The new grant, awarded through the DOE's Foundational Program to Advance Cell Efficiency (F-PACE), involves research being done into improving the efficiency of solar cells. The cells are made from CdTe, a polycrystalline compound mostly used in infrared detectors and solar cells.

The material is deposited in a thin film form using high vacuum deposition systems, and the process creates a semiconductor layer designed to absorb and convert sunlight into electricity. Marsillac said this latest DOE-funded research will develop ways to enhance the CdTe back contacts by specifically looking at new materials based on chalcopyrite and delafossite structures.

"Better connection means better voltage, which means better efficiency for the PV cells," he said.

Marsillac is partnering on the grant with two long-time alternative energy colleagues. One colleague is at the University of Illinois, the lead institution on the grant. The other colleague is at the University of Toledo. At Toledo, his previous institution, Marsillac and his colleagues attracted more than $20 million in funding for PV energy research.

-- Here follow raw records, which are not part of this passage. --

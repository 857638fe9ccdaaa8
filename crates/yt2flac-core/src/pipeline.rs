//! Pipeline orchestration: validate, check deps, download, convert, clean up
//!
//! One URL per pipeline run. The stages run strictly in order and every
//! failure is terminal for the invocation; once a download happened the
//! temporary audio file is removed exactly once, whether or not the
//! conversion succeeded. `keep_temp` opts out of cleanup entirely so the
//! downloaded file can be inspected afterwards.

use crate::config::PathsConfig;
use crate::converter::{ConversionResult, Converter};
use crate::deps::resolve_tools;
use crate::downloader::Downloader;
use crate::error::PipelineError;
use crate::process::ProcessRunner;
use crate::url::is_valid_youtube_url;

use std::path::PathBuf;
use std::sync::Arc;
use std::time::{Duration, Instant};
use tokio::sync::mpsc;
use tracing::{debug, info, warn};

/// Pipeline configuration
#[derive(Debug, Clone)]
pub struct PipelineConfig {
    pub url: String,
    pub output_dir: PathBuf,
    /// Parent for the per-invocation temp directory (system temp if `None`)
    pub temp_parent: Option<PathBuf>,
    pub keep_temp: bool,
    pub paths: PathsConfig,
}

/// Pipeline progress stages
#[derive(Debug, Clone)]
pub enum PipelineStage {
    Validating,
    CheckingDeps,
    Downloading,
    Downloaded { title: String, uploader: Option<String>, duration: Option<f64>, bytes: u64 },
    Converting { title: String },
    CleaningUp,
    Complete { output: PathBuf, bytes: u64, duration: Duration },
    Failed { stage: String, error: String },
}

/// Main processing pipeline
pub struct Pipeline {
    config: PipelineConfig,
    runner: Arc<dyn ProcessRunner>,
    progress_tx: mpsc::Sender<PipelineStage>,
}

impl Pipeline {
    pub fn new(
        config: PipelineConfig,
        runner: Arc<dyn ProcessRunner>,
        progress_tx: mpsc::Sender<PipelineStage>,
    ) -> Self {
        Self { config, runner, progress_tx }
    }

    pub async fn run(&self) -> Result<ConversionResult, PipelineError> {
        let start_time = Instant::now();

        // 1. Validate, before anything touches the filesystem or spawns
        let _ = self.progress_tx.send(PipelineStage::Validating).await;

        if !is_valid_youtube_url(&self.config.url) {
            let err = PipelineError::InvalidUrl(self.config.url.clone());
            self.fail("validate", &err);
            return Err(err);
        }

        // 2. Both tools must resolve before either invoker is reached
        let _ = self.progress_tx.send(PipelineStage::CheckingDeps).await;

        let tools = match resolve_tools(&self.config.paths) {
            Ok(tools) => tools,
            Err(e) => {
                let err = PipelineError::from(e);
                self.fail("dependencies", &err);
                return Err(err);
            }
        };

        info!("Starting pipeline for: {}", self.config.url);

        // Fresh temp directory, owned exclusively for this invocation
        let temp_dir = match &self.config.temp_parent {
            Some(parent) => {
                tokio::fs::create_dir_all(parent).await?;
                tempfile::Builder::new().prefix("yt2flac-").tempdir_in(parent)?
            }
            None => tempfile::Builder::new().prefix("yt2flac-").tempdir()?,
        };
        let temp_path = temp_dir.path().to_path_buf();
        debug!("Temp directory: {}", temp_path.display());

        // 3. Download
        let _ = self.progress_tx.send(PipelineStage::Downloading).await;

        let downloader = Downloader::new(tools.yt_dlp, temp_path.clone(), self.runner.clone());
        let download = match downloader.download(&self.config.url).await {
            Ok(result) => result,
            Err(e) => {
                // Nothing durable was produced; dropping the temp dir takes
                // any partial files with it.
                let err = PipelineError::from(e);
                self.fail("download", &err);
                return Err(err);
            }
        };

        let _ = self
            .progress_tx
            .send(PipelineStage::Downloaded {
                title: download.metadata.title.clone(),
                uploader: download.metadata.uploader.clone(),
                duration: download.metadata.duration,
                bytes: download.bytes,
            })
            .await;

        // 4. Convert
        let _ = self
            .progress_tx
            .send(PipelineStage::Converting { title: download.metadata.title.clone() })
            .await;

        let converter = Converter::new(tools.ffmpeg, self.runner.clone());
        let conversion = converter
            .convert(&download.audio_path, &self.config.output_dir, &download.metadata.title)
            .await;

        // 5. Cleanup runs regardless of the conversion outcome
        let _ = self.progress_tx.send(PipelineStage::CleaningUp).await;

        if self.config.keep_temp {
            info!("Skipping cleanup, temp files kept at: {}", temp_path.display());
            std::mem::forget(temp_dir);
        } else {
            if let Err(e) = tokio::fs::remove_file(&download.audio_path).await {
                warn!(
                    "could not remove temporary audio file {}: {}",
                    download.audio_path.display(),
                    e
                );
            }
            drop(temp_dir);
        }

        // 6. Report
        match conversion {
            Ok(result) => {
                let duration = start_time.elapsed();
                info!(
                    "Pipeline complete: {} ({:.1}s)",
                    result.flac_path.display(),
                    duration.as_secs_f32()
                );
                let _ = self
                    .progress_tx
                    .send(PipelineStage::Complete {
                        output: result.flac_path.clone(),
                        bytes: result.bytes,
                        duration,
                    })
                    .await;
                Ok(result)
            }
            Err(e) => {
                let err = PipelineError::from(e);
                self.fail("convert", &err);
                Err(err)
            }
        }
    }

    fn fail(&self, stage: &str, error: &PipelineError) {
        let _ = self.progress_tx.try_send(PipelineStage::Failed {
            stage: stage.to_string(),
            error: error.to_string(),
        });
    }
}
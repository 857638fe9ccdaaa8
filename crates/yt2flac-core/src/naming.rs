//! Filename sanitization and size formatting

/// Sanitize a track title for use as a filename.
///
/// Characters that are unsafe on common filesystems are replaced with `_`,
/// runs of `_` are collapsed, and leading/trailing `_` and `.` are trimmed.
pub fn sanitize_filename(name: &str) -> String {
    let mut out = String::with_capacity(name.len());
    let mut last_was_underscore = false;

    for c in name.trim().chars() {
        let mapped = match c {
            '<' | '>' | ':' | '"' | '/' | '\\' | '|' | '?' | '*' => '_',
            other => other,
        };
        if mapped == '_' {
            if !last_was_underscore {
                out.push('_');
            }
            last_was_underscore = true;
        } else {
            out.push(mapped);
            last_was_underscore = false;
        }
    }

    out.trim_matches(|c| c == '_' || c == '.').to_string()
}

/// Human-readable byte size, for reporting.
pub fn human_size(bytes: u64) -> String {
    const UNITS: [&str; 4] = ["B", "KiB", "MiB", "GiB"];

    let mut size = bytes as f64;
    for unit in UNITS {
        if size < 1024.0 {
            return format!("{:.1} {}", size, unit);
        }
        size /= 1024.0;
    }
    format!("{:.1} TiB", size)
}

#[cfg(test)]
mod tests {
    use super::*;

    #[test]
    fn plain_titles_pass_through() {
        assert_eq!(sanitize_filename("Normal Title"), "Normal Title");
        assert_eq!(sanitize_filename("  Spaces  "), "Spaces");
    }

    #[test]
    fn unsafe_characters_become_underscores() {
        assert_eq!(sanitize_filename("Title/With:Special*Chars"), "Title_With_Special_Chars");
        assert_eq!(sanitize_filename(r#"a<b>c"d\e|f"#), "a_b_c_d_e_f");
    }

    #[test]
    fn underscore_runs_collapse_and_edges_trim() {
        assert_eq!(sanitize_filename("what?!?"), "what_!");
        assert_eq!(sanitize_filename("?leading and trailing/"), "leading and trailing");
        assert_eq!(sanitize_filename("dots..."), "dots");
    }

    #[test]
    fn sizes_format_with_binary_units() {
        assert_eq!(human_size(512), "512.0 B");
        assert_eq!(human_size(2048), "2.0 KiB");
        assert_eq!(human_size(5 * 1024 * 1024), "5.0 MiB");
        assert_eq!(human_size(3 * 1024 * 1024 * 1024), "3.0 GiB");
    }
}
//! External process execution seam
//!
//! The pipeline only ever talks to yt-dlp and ffmpeg through this trait, so
//! tests can substitute a fake runner and assert on the spawned arguments
//! without touching real binaries.

use async_trait::async_trait;
use std::borrow::Cow;
use std::path::Path;
use std::process::Stdio;
use tokio::process::Command;

/// Captured result of one child process run.
#[derive(Debug, Clone)]
pub struct ProcessOutput {
    /// Exit code, `None` when terminated by a signal.
    pub code: Option<i32>,
    pub stdout: Vec<u8>,
    pub stderr: Vec<u8>,
}

impl ProcessOutput {
    pub fn success(&self) -> bool {
        self.code == Some(0)
    }

    pub fn stdout_utf8(&self) -> Cow<'_, str> {
        String::from_utf8_lossy(&self.stdout)
    }

    pub fn stderr_utf8(&self) -> Cow<'_, str> {
        String::from_utf8_lossy(&self.stderr)
    }
}

/// Runs an external command to completion, capturing stdout and stderr.
#[async_trait]
pub trait ProcessRunner: Send + Sync {
    async fn run(&self, program: &Path, args: &[String]) -> std::io::Result<ProcessOutput>;
}

/// Real runner backed by tokio's process API.
#[derive(Debug, Default)]
pub struct SystemRunner;

#[async_trait]
impl ProcessRunner for SystemRunner {
    async fn run(&self, program: &Path, args: &[String]) -> std::io::Result<ProcessOutput> {
        let output = Command::new(program)
            .args(args)
            .stdin(Stdio::null())
            .output()
            .await?;

        Ok(ProcessOutput {
            code: output.status.code(),
            stdout: output.stdout,
            stderr: output.stderr,
        })
    }
}

#[cfg(test)]
mod tests {
    use super::*;

    #[test]
    fn success_requires_zero_exit() {
        let ok = ProcessOutput { code: Some(0), stdout: vec![], stderr: vec![] };
        let failed = ProcessOutput { code: Some(1), stdout: vec![], stderr: vec![] };
        let killed = ProcessOutput { code: None, stdout: vec![], stderr: vec![] };
        assert!(ok.success());
        assert!(!failed.success());
        assert!(!killed.success());
    }
}
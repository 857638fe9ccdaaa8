//! yt2flac-core: download-convert-cleanup pipeline for YouTube audio

pub mod config;
pub mod converter;
pub mod deps;
pub mod downloader;
pub mod error;
pub mod naming;
pub mod pipeline;
pub mod process;
pub mod url;

pub use config::Config;
pub use error::{PipelineError, Result};
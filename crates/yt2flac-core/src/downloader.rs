//! YouTube audio downloader using yt-dlp

use crate::error::DownloadError;
use crate::process::ProcessRunner;
use serde::Deserialize;
use std::path::PathBuf;
use std::sync::Arc;
use tracing::{debug, info};

/// Invokes yt-dlp for the best available audio-only stream, writing into a
/// temporary directory owned exclusively by the current invocation.
pub struct Downloader {
    yt_dlp_path: PathBuf,
    temp_dir: PathBuf,
    runner: Arc<dyn ProcessRunner>,
}

#[derive(Debug)]
pub struct DownloadResult {
    pub audio_path: PathBuf,
    pub bytes: u64,
    pub metadata: TrackMetadata,
}

#[derive(Debug, Clone, Deserialize)]
pub struct TrackMetadata {
    pub id: String,
    pub title: String,
    #[serde(default)]
    pub uploader: Option<String>,
    #[serde(default)]
    pub duration: Option<f64>,
    #[serde(default)]
    pub ext: String,
}

impl Downloader {
    pub fn new(yt_dlp_path: PathBuf, temp_dir: PathBuf, runner: Arc<dyn ProcessRunner>) -> Self {
        Self { yt_dlp_path, temp_dir, runner }
    }

    /// Download the audio stream for one URL.
    ///
    /// The temp directory must be empty on entry; after yt-dlp exits it is
    /// expected to hold exactly one file, anything else is an inconsistent
    /// download result.
    pub async fn download(&self, url: &str) -> Result<DownloadResult, DownloadError> {
        info!("Downloading audio from: {}", url);

        let output_template = self.temp_dir.join("%(id)s.%(ext)s");

        let args = vec![
            // Best available audio-only stream
            "-f".to_string(),
            "bestaudio/best".to_string(),
            "--no-playlist".to_string(),
            "--no-overwrites".to_string(),
            // Metadata on stdout
            "--print-json".to_string(),
            "-o".to_string(),
            output_template.to_string_lossy().into_owned(),
            url.to_string(),
        ];

        let output = self.runner.run(&self.yt_dlp_path, &args).await?;

        if !output.success() {
            let stderr = output.stderr_utf8().into_owned();
            debug!("yt-dlp stderr: {}", stderr);
            return Err(DownloadError::YtDlpFailed { code: output.code, stderr });
        }

        let metadata: TrackMetadata = serde_json::from_str(&output.stdout_utf8())
            .map_err(|e| DownloadError::MetadataParse(e.to_string()))?;

        debug!("Downloaded: {} ({})", metadata.title, metadata.id);

        let audio_path = self.find_downloaded_file()?;
        let bytes = std::fs::metadata(&audio_path)?.len();

        Ok(DownloadResult { audio_path, bytes, metadata })
    }

    /// The temp dir is fresh per invocation, so whatever yt-dlp wrote is the
    /// download. Zero or multiple candidates mean the result is ambiguous
    /// and must not be guessed at.
    fn find_downloaded_file(&self) -> Result<PathBuf, DownloadError> {
        let mut files = Vec::new();
        for entry in std::fs::read_dir(&self.temp_dir)? {
            let entry = entry?;
            if entry.file_type()?.is_file() {
                files.push(entry.path());
            }
        }

        match files.len() {
            1 => Ok(files.remove(0)),
            n => Err(DownloadError::UnexpectedFileCount(n)),
        }
    }
}

#[cfg(test)]
mod tests {
    use super::*;
    use crate::process::ProcessOutput;
    use async_trait::async_trait;
    use std::path::Path;
    use std::sync::Mutex;

    /// Fake yt-dlp: records its arguments, writes the given files into the
    /// temp dir and prints canned JSON metadata.
    struct FakeYtDlp {
        files: Vec<&'static str>,
        stdout: &'static str,
        code: i32,
        calls: Mutex<Vec<Vec<String>>>,
    }

    #[async_trait]
    impl ProcessRunner for FakeYtDlp {
        async fn run(&self, _program: &Path, args: &[String]) -> std::io::Result<ProcessOutput> {
            self.calls.lock().unwrap().push(args.to_vec());

            let template = args
                .iter()
                .position(|a| a == "-o")
                .map(|i| PathBuf::from(&args[i + 1]))
                .unwrap();
            let dir = template.parent().unwrap();
            for name in &self.files {
                std::fs::write(dir.join(name), b"fake audio data")?;
            }

            Ok(ProcessOutput {
                code: Some(self.code),
                stdout: self.stdout.as_bytes().to_vec(),
                stderr: b"ERROR: something".to_vec(),
            })
        }
    }

    const METADATA_JSON: &str =
        r#"{"id":"abc123","title":"My Song","uploader":"someone","duration":215.0,"ext":"m4a"}"#;

    fn downloader(temp: &Path, fake: FakeYtDlp) -> (Downloader, Arc<FakeYtDlp>) {
        let fake = Arc::new(fake);
        let dl = Downloader::new(PathBuf::from("/usr/bin/yt-dlp"), temp.to_path_buf(), fake.clone());
        (dl, fake)
    }

    #[tokio::test]
    async fn single_file_download_succeeds() {
        let temp = tempfile::tempdir().unwrap();
        let (dl, fake) = downloader(
            temp.path(),
            FakeYtDlp {
                files: vec!["abc123.m4a"],
                stdout: METADATA_JSON,
                code: 0,
                calls: Mutex::new(Vec::new()),
            },
        );

        let result = dl.download("https://youtu.be/abc123").await.unwrap();
        assert_eq!(result.audio_path, temp.path().join("abc123.m4a"));
        assert_eq!(result.bytes, "fake audio data".len() as u64);
        assert_eq!(result.metadata.title, "My Song");

        let calls = fake.calls.lock().unwrap();
        assert_eq!(calls.len(), 1);
        assert!(calls[0].contains(&"bestaudio/best".to_string()));
        assert!(calls[0].contains(&"--no-playlist".to_string()));
    }

    #[tokio::test]
    async fn nonzero_exit_carries_stderr() {
        let temp = tempfile::tempdir().unwrap();
        let (dl, _) = downloader(
            temp.path(),
            FakeYtDlp {
                files: vec![],
                stdout: "",
                code: 1,
                calls: Mutex::new(Vec::new()),
            },
        );

        let err = dl.download("https://youtu.be/abc123").await.unwrap_err();
        match err {
            DownloadError::YtDlpFailed { code, stderr } => {
                assert_eq!(code, Some(1));
                assert!(stderr.contains("ERROR"));
            }
            other => panic!("unexpected error: {other:?}"),
        }
    }

    #[tokio::test]
    async fn zero_files_is_rejected() {
        let temp = tempfile::tempdir().unwrap();
        let (dl, _) = downloader(
            temp.path(),
            FakeYtDlp {
                files: vec![],
                stdout: METADATA_JSON,
                code: 0,
                calls: Mutex::new(Vec::new()),
            },
        );

        let err = dl.download("https://youtu.be/abc123").await.unwrap_err();
        assert!(matches!(err, DownloadError::UnexpectedFileCount(0)));
    }

    #[tokio::test]
    async fn multiple_files_are_rejected() {
        let temp = tempfile::tempdir().unwrap();
        let (dl, _) = downloader(
            temp.path(),
            FakeYtDlp {
                files: vec!["abc123.m4a", "abc123.webm"],
                stdout: METADATA_JSON,
                code: 0,
                calls: Mutex::new(Vec::new()),
            },
        );

        let err = dl.download("https://youtu.be/abc123").await.unwrap_err();
        assert!(matches!(err, DownloadError::UnexpectedFileCount(2)));
    }

    #[tokio::test]
    async fn garbage_metadata_is_rejected() {
        let temp = tempfile::tempdir().unwrap();
        let (dl, _) = downloader(
            temp.path(),
            FakeYtDlp {
                files: vec!["abc123.m4a"],
                stdout: "not json",
                code: 0,
                calls: Mutex::new(Vec::new()),
            },
        );

        let err = dl.download("https://youtu.be/abc123").await.unwrap_err();
        assert!(matches!(err, DownloadError::MetadataParse(_)));
    }
}
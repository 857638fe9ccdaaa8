//! Dependency resolution for the external tools
//!
//! Pure path resolution: a configured path must exist, otherwise the tool is
//! looked up on PATH. Nothing is spawned here, so a failed check is
//! guaranteed to have run zero child processes.

use crate::config::PathsConfig;
use crate::error::DependencyError;
use std::path::PathBuf;
use tracing::debug;

/// Resolved locations of the two external tools.
#[derive(Debug, Clone)]
pub struct ToolPaths {
    pub yt_dlp: PathBuf,
    pub ffmpeg: PathBuf,
}

/// Resolve yt-dlp and ffmpeg, failing on the first missing tool.
pub fn resolve_tools(paths: &PathsConfig) -> Result<ToolPaths, DependencyError> {
    let yt_dlp = resolve(paths.yt_dlp.as_deref(), "yt-dlp")
        .ok_or(DependencyError::YtDlpNotFound)?;
    let ffmpeg = resolve(paths.ffmpeg.as_deref(), "ffmpeg")
        .ok_or(DependencyError::FfmpegNotFound)?;

    debug!("yt-dlp: {}", yt_dlp.display());
    debug!("ffmpeg: {}", ffmpeg.display());

    Ok(ToolPaths { yt_dlp, ffmpeg })
}

fn resolve(configured: Option<&std::path::Path>, name: &str) -> Option<PathBuf> {
    match configured {
        Some(path) if path.exists() => Some(path.to_path_buf()),
        Some(_) => None,
        None => which::which(name).ok(),
    }
}

#[cfg(test)]
mod tests {
    use super::*;

    fn touch(dir: &std::path::Path, name: &str) -> PathBuf {
        let path = dir.join(name);
        std::fs::write(&path, b"").unwrap();
        path
    }

    #[test]
    fn configured_paths_are_used_when_present() {
        let dir = tempfile::tempdir().unwrap();
        let paths = PathsConfig {
            yt_dlp: Some(touch(dir.path(), "yt-dlp")),
            ffmpeg: Some(touch(dir.path(), "ffmpeg")),
        };

        let tools = resolve_tools(&paths).unwrap();
        assert_eq!(tools.yt_dlp, dir.path().join("yt-dlp"));
        assert_eq!(tools.ffmpeg, dir.path().join("ffmpeg"));
    }

    #[test]
    fn missing_downloader_is_named() {
        let dir = tempfile::tempdir().unwrap();
        let paths = PathsConfig {
            yt_dlp: Some(dir.path().join("nonexistent")),
            ffmpeg: Some(touch(dir.path(), "ffmpeg")),
        };

        let err = resolve_tools(&paths).unwrap_err();
        assert!(matches!(err, DependencyError::YtDlpNotFound));
        assert_eq!(err.tool(), "yt-dlp");
    }

    #[test]
    fn missing_transcoder_is_named() {
        let dir = tempfile::tempdir().unwrap();
        let paths = PathsConfig {
            yt_dlp: Some(touch(dir.path(), "yt-dlp")),
            ffmpeg: Some(dir.path().join("nonexistent")),
        };

        let err = resolve_tools(&paths).unwrap_err();
        assert!(matches!(err, DependencyError::FfmpegNotFound));
        assert_eq!(err.tool(), "ffmpeg");
    }
}
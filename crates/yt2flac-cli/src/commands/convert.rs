use anyhow::{bail, Context, Result};
use indicatif::{ProgressBar, ProgressStyle};
use std::io::Write;
use std::path::Path;
use std::sync::Arc;
use tokio::sync::mpsc;

use yt2flac_core::config::Config;
use yt2flac_core::naming::human_size;
use yt2flac_core::pipeline::{Pipeline, PipelineConfig, PipelineStage};
use yt2flac_core::process::SystemRunner;

pub async fn run(
    url: Option<&str>,
    output: Option<&Path>,
    keep_temp: bool,
    config_path: Option<&Path>,
) -> Result<()> {
    let config = Config::load(config_path)?;

    let url = match url {
        Some(url) => url.to_string(),
        None => prompt_for_url()?,
    };

    let output_dir = output
        .map(Path::to_path_buf)
        .unwrap_or_else(|| config.output.directory.clone());

    let pipeline_config = PipelineConfig {
        url,
        output_dir,
        temp_parent: config.temp.directory.clone(),
        keep_temp,
        paths: config.paths.clone(),
    };

    let (tx, mut rx) = mpsc::channel(32);

    let pb = ProgressBar::new(100);
    pb.set_style(
        ProgressStyle::with_template(
            "{spinner:.cyan} [{elapsed_precise}] {bar:40.cyan/blue} {msg}",
        )?
        .progress_chars("=>-"),
    );

    let progress_handle = tokio::spawn(async move {
        while let Some(stage) = rx.recv().await {
            match stage {
                PipelineStage::Validating => {
                    pb.set_position(5);
                    pb.set_message("Validating URL...");
                }
                PipelineStage::CheckingDeps => {
                    pb.set_position(10);
                    pb.set_message("Checking dependencies...");
                }
                PipelineStage::Downloading => {
                    pb.set_position(20);
                    pb.set_message("Downloading audio...");
                }
                PipelineStage::Downloaded { title, uploader, duration, bytes } => {
                    pb.set_position(55);
                    pb.println(format!("Title:      {}", title));
                    if let Some(uploader) = uploader {
                        pb.println(format!("Uploader:   {}", uploader));
                    }
                    if let Some(duration) = duration {
                        let secs = duration.round() as u64;
                        pb.println(format!("Duration:   {}:{:02}", secs / 60, secs % 60));
                    }
                    pb.println(format!("Downloaded: {}", human_size(bytes)));
                }
                PipelineStage::Converting { title } => {
                    pb.set_position(60);
                    pb.set_message(format!("Converting: {}", truncate(&title, 40)));
                }
                PipelineStage::CleaningUp => {
                    pb.set_position(90);
                    pb.set_message("Cleaning up...");
                }
                PipelineStage::Complete { output, bytes, duration } => {
                    pb.set_position(100);
                    pb.finish_with_message(format!(
                        "Done: {} ({}, {:.1}s)",
                        output.display(),
                        human_size(bytes),
                        duration.as_secs_f32()
                    ));
                }
                PipelineStage::Failed { stage, error } => {
                    pb.abandon_with_message(format!("Failed at {}: {}", stage, error));
                }
            }
        }
    });

    let pipeline = Pipeline::new(pipeline_config, Arc::new(SystemRunner), tx);
    let result = pipeline.run().await;

    progress_handle.await?;

    match result {
        Ok(conversion) => {
            println!("\nOutput: {}", conversion.flac_path.display());
            println!("Size:   {}", human_size(conversion.bytes));
            Ok(())
        }
        Err(e) => {
            eprintln!("\nError: {}", e);
            Err(e.into())
        }
    }
}

fn prompt_for_url() -> Result<String> {
    print!("Paste the YouTube URL: ");
    std::io::stdout().flush()?;

    let mut line = String::new();
    std::io::stdin()
        .read_line(&mut line)
        .context("failed to read URL from stdin")?;

    let url = line.trim().to_string();
    if url.is_empty() {
        bail!("no URL provided");
    }
    Ok(url)
}

fn truncate(s: &str, max_len: usize) -> String {
    if s.chars().count() <= max_len {
        s.to_string()
    } else {
        let cut: String = s.chars().take(max_len - 3).collect();
        format!("{}...", cut)
    }
}
use anyhow::Result;
use std::path::Path;
use yt2flac_core::config::Config;

pub async fn run(config_path: Option<&Path>) -> Result<()> {
    let config = Config::load(config_path)?;

    println!("yt2flac configuration\n");

    println!("[paths]");
    if let Some(ref p) = config.paths.yt_dlp {
        println!("  yt_dlp = {:?}", p);
    } else {
        println!("  yt_dlp = (auto-detect)");
    }
    if let Some(ref p) = config.paths.ffmpeg {
        println!("  ffmpeg = {:?}", p);
    } else {
        println!("  ffmpeg = (auto-detect)");
    }

    println!("\n[output]");
    println!("  directory = {:?}", config.output.directory);

    println!("\n[temp]");
    if let Some(ref d) = config.temp.directory {
        println!("  directory = {:?}", d);
    } else {
        println!("  directory = (system temp)");
    }

    println!("\nConfig file locations (in priority order):");
    if let Some(p) = config_path {
        println!("  1. {} (specified)", p.display());
    }
    if let Some(config_dir) = dirs::config_dir() {
        println!("  2. {}/yt2flac/config.toml", config_dir.display());
    }
    println!("  3. Environment variables (YT2FLAC_*)");

    Ok(())
}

Marsillac said each of the three researchers involved in this grant has a different sub-specialty in the field of photovoltaic energy research. Marsillac's specialty involves the fabrication of the solar cells themselves, something that he will be able to do more effectively at ODU in the soon-to-be-completed PV clean room that is being rebuilt in Kaufman Hall, home of the Batten College of Engineering and Technology.